== Segment start ==

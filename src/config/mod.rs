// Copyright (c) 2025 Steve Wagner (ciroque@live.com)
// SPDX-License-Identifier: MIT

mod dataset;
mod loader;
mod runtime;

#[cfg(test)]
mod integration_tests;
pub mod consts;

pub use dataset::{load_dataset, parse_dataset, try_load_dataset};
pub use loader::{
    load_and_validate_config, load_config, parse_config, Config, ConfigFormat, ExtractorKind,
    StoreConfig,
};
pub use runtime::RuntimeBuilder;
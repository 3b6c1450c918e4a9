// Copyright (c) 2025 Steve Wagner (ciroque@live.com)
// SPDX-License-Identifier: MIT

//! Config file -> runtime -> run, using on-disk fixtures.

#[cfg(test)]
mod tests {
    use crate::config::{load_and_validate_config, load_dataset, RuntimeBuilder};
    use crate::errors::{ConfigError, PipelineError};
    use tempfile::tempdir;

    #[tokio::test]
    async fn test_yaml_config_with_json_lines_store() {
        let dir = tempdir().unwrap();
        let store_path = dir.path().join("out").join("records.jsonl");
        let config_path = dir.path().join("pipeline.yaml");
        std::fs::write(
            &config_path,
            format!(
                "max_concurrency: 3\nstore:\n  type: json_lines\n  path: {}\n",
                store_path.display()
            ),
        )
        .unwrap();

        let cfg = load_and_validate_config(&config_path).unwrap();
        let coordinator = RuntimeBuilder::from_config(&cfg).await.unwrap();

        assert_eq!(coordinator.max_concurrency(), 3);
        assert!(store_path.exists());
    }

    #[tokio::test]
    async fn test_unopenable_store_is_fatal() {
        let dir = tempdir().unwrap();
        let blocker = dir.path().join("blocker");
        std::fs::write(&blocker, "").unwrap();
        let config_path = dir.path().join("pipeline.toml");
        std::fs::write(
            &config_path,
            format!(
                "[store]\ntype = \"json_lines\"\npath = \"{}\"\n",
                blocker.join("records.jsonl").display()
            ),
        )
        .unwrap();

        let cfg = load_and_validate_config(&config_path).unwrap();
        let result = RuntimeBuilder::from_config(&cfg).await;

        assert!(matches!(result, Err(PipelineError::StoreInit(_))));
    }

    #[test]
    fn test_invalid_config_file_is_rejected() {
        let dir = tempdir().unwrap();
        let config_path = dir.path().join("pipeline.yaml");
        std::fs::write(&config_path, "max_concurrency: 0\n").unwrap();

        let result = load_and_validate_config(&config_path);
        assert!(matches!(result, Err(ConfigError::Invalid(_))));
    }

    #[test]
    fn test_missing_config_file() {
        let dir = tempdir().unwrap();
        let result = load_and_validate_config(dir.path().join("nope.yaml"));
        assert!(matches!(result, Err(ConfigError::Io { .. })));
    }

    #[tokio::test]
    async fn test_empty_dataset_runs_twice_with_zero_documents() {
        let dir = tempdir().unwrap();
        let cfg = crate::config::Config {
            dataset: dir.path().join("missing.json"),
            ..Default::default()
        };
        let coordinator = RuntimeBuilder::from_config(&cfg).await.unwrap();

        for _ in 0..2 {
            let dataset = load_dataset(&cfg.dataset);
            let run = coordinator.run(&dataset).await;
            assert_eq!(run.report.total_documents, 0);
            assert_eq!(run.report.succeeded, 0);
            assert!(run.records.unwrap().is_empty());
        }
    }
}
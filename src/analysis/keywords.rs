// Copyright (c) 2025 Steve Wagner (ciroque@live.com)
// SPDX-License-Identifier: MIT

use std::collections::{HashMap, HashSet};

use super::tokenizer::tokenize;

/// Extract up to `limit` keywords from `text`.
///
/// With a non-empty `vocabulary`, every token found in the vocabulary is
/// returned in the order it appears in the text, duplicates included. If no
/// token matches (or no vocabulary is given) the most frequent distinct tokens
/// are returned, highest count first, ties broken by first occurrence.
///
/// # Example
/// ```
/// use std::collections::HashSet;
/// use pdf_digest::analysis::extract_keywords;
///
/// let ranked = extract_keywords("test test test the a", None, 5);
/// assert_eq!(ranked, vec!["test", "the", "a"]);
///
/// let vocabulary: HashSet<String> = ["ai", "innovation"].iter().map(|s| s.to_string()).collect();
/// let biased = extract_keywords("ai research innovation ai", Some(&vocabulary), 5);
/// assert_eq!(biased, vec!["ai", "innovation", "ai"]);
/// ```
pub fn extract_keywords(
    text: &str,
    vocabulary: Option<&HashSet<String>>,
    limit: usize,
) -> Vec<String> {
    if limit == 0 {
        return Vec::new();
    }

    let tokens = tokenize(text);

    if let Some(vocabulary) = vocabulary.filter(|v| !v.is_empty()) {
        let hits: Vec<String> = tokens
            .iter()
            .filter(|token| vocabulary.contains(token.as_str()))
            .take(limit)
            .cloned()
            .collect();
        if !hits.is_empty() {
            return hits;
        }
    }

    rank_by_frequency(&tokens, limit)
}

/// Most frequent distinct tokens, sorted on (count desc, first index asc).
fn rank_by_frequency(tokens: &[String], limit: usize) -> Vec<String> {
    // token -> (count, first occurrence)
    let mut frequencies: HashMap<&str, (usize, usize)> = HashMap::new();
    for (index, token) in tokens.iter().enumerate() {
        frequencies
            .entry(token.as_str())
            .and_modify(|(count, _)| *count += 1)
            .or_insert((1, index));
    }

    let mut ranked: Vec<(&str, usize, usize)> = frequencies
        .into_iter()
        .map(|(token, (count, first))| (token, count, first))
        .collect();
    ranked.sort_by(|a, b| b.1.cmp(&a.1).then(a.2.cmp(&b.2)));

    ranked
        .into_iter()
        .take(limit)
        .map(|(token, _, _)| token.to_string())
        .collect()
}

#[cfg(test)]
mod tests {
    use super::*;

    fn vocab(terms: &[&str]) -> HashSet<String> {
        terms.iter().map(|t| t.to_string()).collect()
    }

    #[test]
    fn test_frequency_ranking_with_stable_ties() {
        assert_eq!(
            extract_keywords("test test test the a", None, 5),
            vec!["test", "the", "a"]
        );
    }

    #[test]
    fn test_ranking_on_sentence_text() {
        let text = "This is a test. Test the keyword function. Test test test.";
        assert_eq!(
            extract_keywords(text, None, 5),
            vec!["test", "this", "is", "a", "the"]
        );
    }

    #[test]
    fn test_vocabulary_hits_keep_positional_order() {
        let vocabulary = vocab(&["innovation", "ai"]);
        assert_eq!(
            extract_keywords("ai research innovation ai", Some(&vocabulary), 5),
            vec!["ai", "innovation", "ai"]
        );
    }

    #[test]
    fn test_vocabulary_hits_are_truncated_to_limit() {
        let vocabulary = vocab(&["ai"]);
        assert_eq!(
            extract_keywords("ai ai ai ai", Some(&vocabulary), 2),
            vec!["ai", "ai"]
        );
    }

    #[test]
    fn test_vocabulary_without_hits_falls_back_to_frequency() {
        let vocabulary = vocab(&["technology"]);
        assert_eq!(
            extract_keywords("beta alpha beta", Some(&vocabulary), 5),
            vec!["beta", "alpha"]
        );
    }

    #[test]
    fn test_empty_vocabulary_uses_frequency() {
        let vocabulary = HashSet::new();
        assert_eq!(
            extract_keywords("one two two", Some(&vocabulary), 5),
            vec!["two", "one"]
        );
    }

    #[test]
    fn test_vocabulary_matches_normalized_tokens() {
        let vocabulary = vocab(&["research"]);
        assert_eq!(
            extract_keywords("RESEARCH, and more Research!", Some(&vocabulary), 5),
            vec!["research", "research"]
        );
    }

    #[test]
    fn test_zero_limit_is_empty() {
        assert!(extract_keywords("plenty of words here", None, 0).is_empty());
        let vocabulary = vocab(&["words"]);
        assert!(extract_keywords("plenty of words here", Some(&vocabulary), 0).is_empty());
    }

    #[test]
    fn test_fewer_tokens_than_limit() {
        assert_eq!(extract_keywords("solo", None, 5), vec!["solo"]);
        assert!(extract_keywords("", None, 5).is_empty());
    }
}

== Segment end ==
== Segment start ==

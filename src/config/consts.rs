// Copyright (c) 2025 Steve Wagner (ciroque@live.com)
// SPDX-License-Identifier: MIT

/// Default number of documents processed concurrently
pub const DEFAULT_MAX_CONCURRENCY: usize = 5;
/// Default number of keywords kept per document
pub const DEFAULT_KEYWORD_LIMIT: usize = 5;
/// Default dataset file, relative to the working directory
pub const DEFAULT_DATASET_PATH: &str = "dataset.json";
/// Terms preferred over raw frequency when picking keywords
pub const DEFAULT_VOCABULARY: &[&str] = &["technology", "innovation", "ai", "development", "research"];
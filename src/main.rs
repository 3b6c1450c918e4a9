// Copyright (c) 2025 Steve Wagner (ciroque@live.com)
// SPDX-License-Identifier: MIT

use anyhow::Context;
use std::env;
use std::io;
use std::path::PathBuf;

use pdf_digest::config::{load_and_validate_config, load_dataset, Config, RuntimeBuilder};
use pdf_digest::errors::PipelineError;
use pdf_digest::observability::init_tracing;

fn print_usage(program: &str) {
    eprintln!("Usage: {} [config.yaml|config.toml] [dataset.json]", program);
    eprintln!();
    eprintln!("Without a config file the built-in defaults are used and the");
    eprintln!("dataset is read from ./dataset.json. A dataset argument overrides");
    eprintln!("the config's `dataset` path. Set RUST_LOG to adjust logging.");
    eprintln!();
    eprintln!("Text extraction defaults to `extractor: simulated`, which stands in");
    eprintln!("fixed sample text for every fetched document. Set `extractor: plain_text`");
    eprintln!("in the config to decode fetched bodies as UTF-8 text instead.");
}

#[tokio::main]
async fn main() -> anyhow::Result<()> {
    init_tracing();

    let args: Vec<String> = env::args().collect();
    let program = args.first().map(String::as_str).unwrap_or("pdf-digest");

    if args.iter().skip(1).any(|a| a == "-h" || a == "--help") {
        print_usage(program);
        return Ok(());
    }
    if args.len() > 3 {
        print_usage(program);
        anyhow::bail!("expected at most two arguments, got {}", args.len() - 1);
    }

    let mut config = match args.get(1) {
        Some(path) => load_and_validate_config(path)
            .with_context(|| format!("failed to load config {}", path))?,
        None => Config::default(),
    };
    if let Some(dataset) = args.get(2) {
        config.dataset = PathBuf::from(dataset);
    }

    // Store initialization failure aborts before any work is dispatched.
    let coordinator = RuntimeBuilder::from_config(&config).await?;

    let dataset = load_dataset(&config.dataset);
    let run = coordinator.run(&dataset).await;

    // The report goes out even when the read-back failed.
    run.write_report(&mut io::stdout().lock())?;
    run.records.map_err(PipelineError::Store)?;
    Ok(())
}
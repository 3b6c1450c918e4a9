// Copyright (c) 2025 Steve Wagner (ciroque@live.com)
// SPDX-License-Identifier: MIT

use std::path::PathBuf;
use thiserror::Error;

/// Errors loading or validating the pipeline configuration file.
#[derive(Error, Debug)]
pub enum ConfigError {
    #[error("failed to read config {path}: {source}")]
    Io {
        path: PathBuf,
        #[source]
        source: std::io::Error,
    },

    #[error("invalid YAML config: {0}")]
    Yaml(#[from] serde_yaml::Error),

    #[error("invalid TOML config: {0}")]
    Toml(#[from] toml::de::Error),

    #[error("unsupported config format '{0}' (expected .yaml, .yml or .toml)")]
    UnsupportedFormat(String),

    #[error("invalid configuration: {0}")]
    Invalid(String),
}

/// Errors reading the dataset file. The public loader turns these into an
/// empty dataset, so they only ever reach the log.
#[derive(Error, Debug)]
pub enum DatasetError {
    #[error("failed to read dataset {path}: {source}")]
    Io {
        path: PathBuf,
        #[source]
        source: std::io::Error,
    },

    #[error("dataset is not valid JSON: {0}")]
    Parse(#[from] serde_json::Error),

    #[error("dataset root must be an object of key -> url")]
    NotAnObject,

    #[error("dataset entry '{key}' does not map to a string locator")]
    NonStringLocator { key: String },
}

== Segment end ==

Activity =>
Tally every line in the listing above that contains "distinct", then state only the total.

Solution =>
2